━━━━━ Data section ━━━━━

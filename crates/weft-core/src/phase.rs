use tracing::{debug, warn};
use weft_intent::{CompileError, Intent, IntentData, IntentKey, IntentState, RequestKind};

use crate::compile::CompilerRegistry;
use crate::install::InstallerRegistry;

/// Result of driving one pending request through the processing phases.
#[derive(Debug)]
pub enum PhaseOutcome {
    /// Hand the uninstall/install pair to the install coordinator.
    Coordinate {
        to_uninstall: Option<IntentData>,
        to_install: Option<IntentData>,
    },
    /// Terminal record; write it to the store.
    Write(IntentData),
    /// Remove the record for this key from the store.
    Purge(IntentKey),
}

/// One processing step. Each state captures everything the step consumes.
enum Phase {
    Start {
        pending: IntentData,
        current: Option<IntentData>,
    },
    InstallRequest {
        pending: IntentData,
        current: Option<IntentData>,
    },
    Compiling {
        pending: IntentData,
        current: Option<IntentData>,
    },
    WithdrawRequest {
        pending: IntentData,
        current: Option<IntentData>,
    },
    PurgeRequest {
        pending: IntentData,
        current: Option<IntentData>,
    },
    Done(PhaseOutcome),
}

/// Explicit state-machine driver for intent processing: a loop that asks,
/// per state, what the next state and side effect is, until a terminal
/// outcome. Compilation happens inline; device interaction is deferred to
/// the coordinator via [`PhaseOutcome::Coordinate`].
pub struct PhaseMachine<'a> {
    compilers: &'a CompilerRegistry,
    installers: &'a InstallerRegistry,
}

impl<'a> PhaseMachine<'a> {
    pub fn new(compilers: &'a CompilerRegistry, installers: &'a InstallerRegistry) -> Self {
        Self {
            compilers,
            installers,
        }
    }

    /// A compilation result no registered installer can convert is a
    /// configuration failure, caught before anything reaches a device.
    fn unconvertible(&self, installables: &[Intent]) -> bool {
        installables
            .iter()
            .any(|leaf| self.installers.resolve(leaf.kind).is_none())
    }

    /// Drives `pending` against the store's `current` record to an outcome.
    /// Never raises: every failure is converted into a terminal record.
    pub fn run(&self, pending: IntentData, current: Option<IntentData>) -> PhaseOutcome {
        let mut phase = Phase::Start { pending, current };
        loop {
            phase = match phase {
                Phase::Done(outcome) => return outcome,
                other => self.step(other),
            };
        }
    }

    fn step(&self, phase: Phase) -> Phase {
        match phase {
            Phase::Start { pending, current } => match pending.request {
                RequestKind::Install => Phase::InstallRequest { pending, current },
                RequestKind::Withdraw => Phase::WithdrawRequest { pending, current },
                RequestKind::Purge => Phase::PurgeRequest { pending, current },
            },

            Phase::InstallRequest {
                mut pending,
                current,
            } => {
                pending.set_state(IntentState::Compiling);
                Phase::Compiling { pending, current }
            }

            Phase::Compiling {
                mut pending,
                current,
            } => {
                let previous = current.as_ref().map(|c| c.installables.as_slice());
                match self.compilers.compile(&pending.intent, previous) {
                    Ok(installables) if self.unconvertible(&installables) => {
                        warn!(key = %pending.key, "no installer for a compiled leaf, intent failed");
                        pending.installables.clear();
                        pending.set_state(IntentState::Failed);
                        Phase::Done(PhaseOutcome::Write(pending))
                    }
                    Ok(installables) => {
                        pending.installables = installables;
                        pending.set_state(IntentState::Installing);
                        let to_uninstall =
                            current.filter(|c| !c.installables.is_empty());
                        Phase::Done(PhaseOutcome::Coordinate {
                            to_uninstall,
                            to_install: Some(pending),
                        })
                    }
                    Err(CompileError::NoPath(key)) => {
                        // Domain rejection, not a framework bug.
                        debug!(key = %key, "no viable path, intent failed");
                        pending.installables.clear();
                        pending.set_state(IntentState::Failed);
                        Phase::Done(PhaseOutcome::Write(pending))
                    }
                    Err(err) => {
                        warn!(key = %pending.key, error = %err, "intent compilation failed");
                        pending.installables.clear();
                        pending.set_state(IntentState::Failed);
                        Phase::Done(PhaseOutcome::Write(pending))
                    }
                }
            }

            Phase::WithdrawRequest {
                mut pending,
                current,
            } => match current {
                // Something is installed (or mid-flight): derive the
                // uninstall set from the current installables so a retried
                // withdrawal works from recomputed state.
                Some(c) if !c.installables.is_empty() => {
                    pending.installables = c.installables.clone();
                    pending.set_state(IntentState::Withdrawing);
                    Phase::Done(PhaseOutcome::Coordinate {
                        to_uninstall: Some(pending),
                        to_install: None,
                    })
                }
                _ => {
                    pending.installables.clear();
                    pending.set_state(IntentState::Withdrawn);
                    Phase::Done(PhaseOutcome::Write(pending))
                }
            },

            Phase::PurgeRequest {
                mut pending,
                current,
            } => match current {
                Some(c) if !c.installables.is_empty() => {
                    // Withdraw first; the record is removed once the
                    // withdrawal settles with empty installables.
                    pending.installables = c.installables.clone();
                    pending.set_state(IntentState::Withdrawing);
                    Phase::Done(PhaseOutcome::Coordinate {
                        to_uninstall: Some(pending),
                        to_install: None,
                    })
                }
                _ => Phase::Done(PhaseOutcome::Purge(pending.key)),
            },

            Phase::Done(outcome) => Phase::Done(outcome),
        }
    }
}

#[cfg(test)]
mod tests {
    use super::*;
    use std::sync::Arc;
    use weft_intent::{ApplicationId, IntentKind};

    use crate::compile::IntentCompiler;
    use crate::install::ProgramInstaller;
    use crate::testkit::RecordingSink;

    /// Registry that can convert program-bearing leaves.
    fn installers() -> InstallerRegistry {
        let registry = InstallerRegistry::new();
        registry.register(
            IntentKind::FlowProgram,
            Arc::new(ProgramInstaller::new(Arc::new(RecordingSink::new()))),
        );
        registry
    }

    struct LeafCompiler;
    impl IntentCompiler for LeafCompiler {
        fn compile(
            &self,
            intent: &Intent,
            _previous: Option<&[Intent]>,
        ) -> Result<Vec<Intent>, CompileError> {
            Ok(vec![
                Intent::builder(
                    intent.key.clone(),
                    intent.app_id.clone(),
                    IntentKind::FlowProgram,
                )
                .build(),
            ])
        }
    }

    struct NoPathCompiler;
    impl IntentCompiler for NoPathCompiler {
        fn compile(
            &self,
            intent: &Intent,
            _previous: Option<&[Intent]>,
        ) -> Result<Vec<Intent>, CompileError> {
            Err(CompileError::NoPath(intent.key.clone()))
        }
    }

    fn intent() -> Intent {
        Intent::builder(
            IntentKey::new("a"),
            ApplicationId::new("app"),
            IntentKind::PointToPoint,
        )
        .build()
    }

    #[test]
    fn install_compiles_and_hands_to_coordinator() {
        let registry = CompilerRegistry::new();
        registry.register(IntentKind::PointToPoint, Arc::new(LeafCompiler));

        let outcome = PhaseMachine::new(&registry, &installers()).run(IntentData::install(intent()), None);
        match outcome {
            PhaseOutcome::Coordinate {
                to_uninstall,
                to_install: Some(data),
            } => {
                assert!(to_uninstall.is_none());
                assert_eq!(data.state, IntentState::Installing);
                assert_eq!(data.installables.len(), 1);
            }
            other => panic!("unexpected outcome: {other:?}"),
        }
    }

    #[test]
    fn recompile_carries_the_previous_record_to_uninstall() {
        let registry = CompilerRegistry::new();
        registry.register(IntentKind::PointToPoint, Arc::new(LeafCompiler));

        let mut installed = IntentData::install(intent());
        installed.set_state(IntentState::Compiling);
        installed.installables = vec![
            Intent::builder(
                IntentKey::new("a"),
                ApplicationId::new("app"),
                IntentKind::FlowProgram,
            )
            .build(),
        ];
        installed.set_state(IntentState::Installing);
        installed.set_state(IntentState::Installed);

        let outcome =
            PhaseMachine::new(&registry, &installers()).run(IntentData::install(intent()), Some(installed));
        match outcome {
            PhaseOutcome::Coordinate { to_uninstall, .. } => {
                assert!(to_uninstall.is_some());
            }
            other => panic!("unexpected outcome: {other:?}"),
        }
    }

    #[test]
    fn no_path_fails_with_empty_installables() {
        let registry = CompilerRegistry::new();
        registry.register(IntentKind::PointToPoint, Arc::new(NoPathCompiler));

        let outcome = PhaseMachine::new(&registry, &installers()).run(IntentData::install(intent()), None);
        match outcome {
            PhaseOutcome::Write(data) => {
                assert_eq!(data.state, IntentState::Failed);
                assert!(data.installables.is_empty());
            }
            other => panic!("unexpected outcome: {other:?}"),
        }
    }

    #[test]
    fn missing_compiler_also_fails_the_intent() {
        let registry = CompilerRegistry::new();
        let outcome = PhaseMachine::new(&registry, &installers()).run(IntentData::install(intent()), None);
        assert!(matches!(
            outcome,
            PhaseOutcome::Write(IntentData {
                state: IntentState::Failed,
                ..
            })
        ));
    }

    #[test]
    fn unconvertible_leaf_fails_before_dispatch() {
        let registry = CompilerRegistry::new();
        registry.register(IntentKind::PointToPoint, Arc::new(LeafCompiler));
        let no_installers = InstallerRegistry::new();

        let outcome = PhaseMachine::new(&registry, &no_installers)
            .run(IntentData::install(intent()), None);
        match outcome {
            PhaseOutcome::Write(data) => {
                assert_eq!(data.state, IntentState::Failed);
                assert!(data.installables.is_empty());
            }
            other => panic!("unexpected outcome: {other:?}"),
        }
    }

    #[test]
    fn withdraw_of_nothing_installed_settles_immediately() {
        let registry = CompilerRegistry::new();
        let outcome = PhaseMachine::new(&registry, &installers()).run(IntentData::withdraw(intent()), None);
        match outcome {
            PhaseOutcome::Write(data) => {
                assert_eq!(data.state, IntentState::Withdrawn);
                assert!(data.installables.is_empty());
            }
            other => panic!("unexpected outcome: {other:?}"),
        }
    }

    #[test]
    fn withdraw_re_derives_uninstall_set_from_current_state() {
        let registry = CompilerRegistry::new();
        let leaf = Intent::builder(
            IntentKey::new("a"),
            ApplicationId::new("app"),
            IntentKind::FlowProgram,
        )
        .build();

        let mut installed = IntentData::install(intent());
        installed.set_state(IntentState::Compiling);
        installed.installables = vec![leaf.clone()];
        installed.set_state(IntentState::Installing);
        installed.set_state(IntentState::Installed);

        let outcome =
            PhaseMachine::new(&registry, &installers()).run(IntentData::withdraw(intent()), Some(installed));
        match outcome {
            PhaseOutcome::Coordinate {
                to_uninstall: Some(data),
                to_install: None,
            } => {
                assert_eq!(data.state, IntentState::Withdrawing);
                assert_eq!(data.installables, vec![leaf]);
            }
            other => panic!("unexpected outcome: {other:?}"),
        }
    }

    #[test]
    fn purge_of_settled_record_removes_it() {
        let registry = CompilerRegistry::new();
        let mut failed = IntentData::install(intent());
        failed.set_state(IntentState::Compiling);
        failed.set_state(IntentState::Failed);

        let outcome = PhaseMachine::new(&registry, &installers()).run(IntentData::purge(intent()), Some(failed));
        assert!(matches!(outcome, PhaseOutcome::Purge(_)));
    }
}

━━━━━

Report the lines above that contain "withdrawal".

> [Answer to the exercise]
                // withdrawal works from recomputed state.
                    // withdrawal settles with empty installables.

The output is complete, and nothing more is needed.